- [Your instructions] Transcribe the stretch of entries below from the line with "let path = config.base_directory.join(&file.name);" through the line with "if let Some(message)", exactly and with both ends included; leave out all other lines.

- [Records for processing]
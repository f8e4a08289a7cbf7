use std::path::{Path, PathBuf};
use std::time::Instant;
use tracing::{error, info, warn};
use crate::config::{DedupeConfig, ManagedFile, Strategy};
use crate::constants::*;
use crate::dedupe::{dedupe_file, DedupeStats};
use crate::error::DedupeError;
use crate::utils::format_bytes;

/// What happened to one configured file
#[derive(Debug)]
pub enum FileOutcome {
    Deduplicated(DedupeStats),
    Skipped,
    Failed(DedupeError),
}

#[derive(Debug)]
pub struct FileReport {
    pub name: String,
    pub path: PathBuf,
    pub outcome: FileOutcome,
}

#[derive(Debug, Default)]
pub struct RunReport {
    pub files: Vec<FileReport>,
    pub processing_time_ms: u64,
}

impl RunReport {
    pub fn processed_count(&self) -> usize {
        self.files
            .iter()
            .filter(|f| matches!(f.outcome, FileOutcome::Deduplicated(_)))
            .count()
    }

    pub fn skipped_count(&self) -> usize {
        self.files
            .iter()
            .filter(|f| matches!(f.outcome, FileOutcome::Skipped))
            .count()
    }

    pub fn failed_count(&self) -> usize {
        self.files
            .iter()
            .filter(|f| matches!(f.outcome, FileOutcome::Failed(_)))
            .count()
    }

    /// 0 when every file was deduplicated or skipped as missing, 1 if any failed
    pub fn exit_code(&self) -> u8 {
        if self.failed_count() > 0 {
            EXIT_CODE_FILE_FAILED
        } else {
            EXIT_CODE_SUCCESS
        }
    }
}

/// Process every configured file in order.
///
/// Missing files are skipped with a warning. A failing file is logged and
/// recorded, and the remaining files are still attempted; its original
/// content is never replaced.
pub fn run(config: &DedupeConfig) -> RunReport {
    let start_time = Instant::now();
    let mut report = RunReport::default();

    for file in &config.files {
        let path = config.base_directory.join(&file.name);

        let outcome = if !path.is_file() {
            warn!("⚠️ File not found, skipping: {}", path.display());
            FileOutcome::Skipped
        } else {
            check_memory_budget(config, file, &path);
            match dedupe_file(&path, file) {
                Ok(stats) => FileOutcome::Deduplicated(stats),
                Err(e) => {
                    if e.is_configuration_error() {
                        error!("💥 {}: configuration error: {}", file.name, e);
                    } else {
                        error!("💥 {}: {}", file.name, e);
                    }
                    FileOutcome::Failed(e)
                }
            }
        };

        report.files.push(FileReport {
            name: file.name.clone(),
            path,
            outcome,
        });
    }

    report.processing_time_ms = start_time.elapsed().as_millis() as u64;
    info!(
        "🎉 Finished: {} deduplicated, {} skipped, {} failed",
        report.processed_count(),
        report.skipped_count(),
        report.failed_count()
    );
    report
}

fn check_memory_budget(config: &DedupeConfig, file: &ManagedFile, path: &Path) {
    if file.strategy != Strategy::InMemory {
        return;
    }

    let Ok(metadata) = std::fs::metadata(path) else {
        return;
    };
    let budget = config.memory.in_memory_budget_bytes();
    if let Some(message) = memory_budget_warning(file, metadata.len(), budget) {
        warn!("{}", message);
    }
}

/// Warning text when an in-memory file is larger than the RAM budget
pub fn memory_budget_warning(file: &ManagedFile, file_size: u64, budget: u64) -> Option<String> {
    if file.strategy != Strategy::InMemory || budget == 0 || file_size <= budget {
        return None;
    }

    Some(format!(
        "{} is {} but only {} of RAM is budgeted; consider the disk_backed strategy",
        file.name,
        format_bytes(file_size),
        format_bytes(budget)
    ))
}

#[cfg(test)]
mod tests {
    use super::*;

    #[test]
    fn test_memory_budget_warning_only_for_oversized_in_memory_files() {
        let tokens = ManagedFile::new(".cached-tokens.csv", Strategy::InMemory);
        let pools = ManagedFile::new(".cached-pools.csv", Strategy::DiskBacked);

        let message = memory_budget_warning(&tokens, 2048, 1024).unwrap();
        assert!(message.contains(".cached-tokens.csv"));
        assert!(message.contains("2.00 KB"));
        assert!(message.contains("1.00 KB"));
        assert!(message.contains("disk_backed"));

        assert!(memory_budget_warning(&tokens, 1024, 1024).is_none());
        assert!(memory_budget_warning(&tokens, 2048, 0).is_none());
        assert!(memory_budget_warning(&pools, 2048, 1024).is_none());
    }

    #[test]
    fn test_memory_budget_reads_available_memory() {
        let config = DedupeConfig::default();
        let budget = config.memory.in_memory_budget_bytes();
        let file = ManagedFile::new("tiny.csv", Strategy::InMemory);

        // A zero-byte file never exceeds the budget, whatever the host reports.
        assert!(memory_budget_warning(&file, 0, budget).is_none());
    }

    #[test]
    fn test_exit_code_reflects_failures() {
        let mut report = RunReport::default();
        report.files.push(FileReport {
            name: "a.csv".to_string(),
            path: PathBuf::from("cache/a.csv"),
            outcome: FileOutcome::Skipped,
        });
        assert_eq!(report.exit_code(), EXIT_CODE_SUCCESS);

        report.files.push(FileReport {
            name: "b.csv".to_string(),
            path: PathBuf::from("cache/b.csv"),
            outcome: FileOutcome::Failed(DedupeError::MissingHeader { file: PathBuf::from("cache/b.csv") }),
        });
        assert_eq!(report.exit_code(), EXIT_CODE_FILE_FAILED);
        assert_eq!(report.failed_count(), 1);
        assert_eq!(report.skipped_count(), 1);
    }
}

- [Answer to this problem]
        let path = config.base_directory.join(&file.name);

        let outcome = if !path.is_file() {
            warn!("⚠️ File not found, skipping: {}", path.display());
            FileOutcome::Skipped
        } else {
            check_memory_budget(config, file, &path);
            match dedupe_file(&path, file) {
                Ok(stats) => FileOutcome::Deduplicated(stats),
                Err(e) => {
                    if e.is_configuration_error() {
                        error!("💥 {}: configuration error: {}", file.name, e);
                    } else {
                        error!("💥 {}: {}", file.name, e);
                    }
                    FileOutcome::Failed(e)
                }
            }
        };

        report.files.push(FileReport {
            name: file.name.clone(),
            path,
            outcome,
        });
    }

    report.processing_time_ms = start_time.elapsed().as_millis() as u64;
    info!(
        "🎉 Finished: {} deduplicated, {} skipped, {} failed",
        report.processed_count(),
        report.skipped_count(),
        report.failed_count()
    );
    report
}

fn check_memory_budget(config: &DedupeConfig, file: &ManagedFile, path: &Path) {
    if file.strategy != Strategy::InMemory {
        return;
    }

    let Ok(metadata) = std::fs::metadata(path) else {
        return;
    };
    let budget = config.memory.in_memory_budget_bytes();
    if let Some(message) = memory_budget_warning(file, metadata.len(), budget) {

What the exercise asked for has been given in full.